◆ PROBLEM TO WORK ON ◆
Read the records and gather each line that includes "info".

Saved entries

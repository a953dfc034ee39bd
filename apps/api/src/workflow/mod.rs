//! External workflow seam: job scraping and resume analysis both run in an
//! outside automation system reached by a single JSON webhook call.
//!
//! Each endpoint gets its own `Arc<dyn Workflow>` in `AppState`, chosen once
//! at startup: `WebhookWorkflow` when a URL is configured, otherwise
//! `FixtureWorkflow` with a canned payload.

pub mod fixtures;
pub mod webhook;

use std::sync::Arc;
use std::time::Duration;

use anyhow::Result;
use async_trait::async_trait;
use serde_json::Value;
use thiserror::Error;
use tracing::{info, warn};

pub use fixtures::FixtureWorkflow;
pub use webhook::WebhookWorkflow;

#[derive(Debug, Error)]
pub enum WorkflowError {
    #[error("HTTP error: {0}")]
    Http(#[from] reqwest::Error),

    #[error("Webhook returned status {status}: {body}")]
    Status { status: u16, body: String },

    #[error("Webhook returned invalid JSON: {0}")]
    Parse(#[from] serde_json::Error),
}

/// Where a workflow result came from. Fixture results are tagged `mock: true`
/// in responses so callers can tell them apart from live ones.
#[derive(Debug, Clone, Copy, PartialEq, Eq)]
pub enum WorkflowSource {
    Live,
    Fixture,
}

#[derive(Debug, Clone)]
pub struct WorkflowOutput {
    pub data: Value,
    pub source: WorkflowSource,
}

impl WorkflowOutput {
    pub fn is_fixture(&self) -> bool {
        self.source == WorkflowSource::Fixture
    }
}

/// A single-shot external workflow: JSON in, JSON out. No retries.
#[async_trait]
pub trait Workflow: Send + Sync {
    async fn run(&self, payload: &Value) -> Result<WorkflowOutput, WorkflowError>;
}

#[derive(Debug, Clone, Copy)]
pub enum WorkflowKind {
    Scrape,
    Analyze,
}

impl WorkflowKind {
    fn name(self) -> &'static str {
        match self {
            WorkflowKind::Scrape => "scrape",
            WorkflowKind::Analyze => "analyze",
        }
    }
}

/// Picks the live webhook when configured, the fixture provider otherwise.
pub fn select_workflow(
    kind: WorkflowKind,
    webhook_url: Option<&str>,
    timeout: Duration,
) -> Result<Arc<dyn Workflow>> {
    match webhook_url {
        Some(url) => {
            info!("{} workflow: webhook {url}", kind.name());
            Ok(Arc::new(WebhookWorkflow::new(kind.name(), url, timeout)?))
        }
        None => {
            warn!(
                "{} workflow: no webhook configured, serving fixture responses",
                kind.name()
            );
            Ok(Arc::new(match kind {
                WorkflowKind::Scrape => FixtureWorkflow::scrape(),
                WorkflowKind::Analyze => FixtureWorkflow::analysis(),
            }))
        }
    }
}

◆ SOLUTION BELOW ◆
use tracing::{info, warn};
            info!("{} workflow: webhook {url}", kind.name());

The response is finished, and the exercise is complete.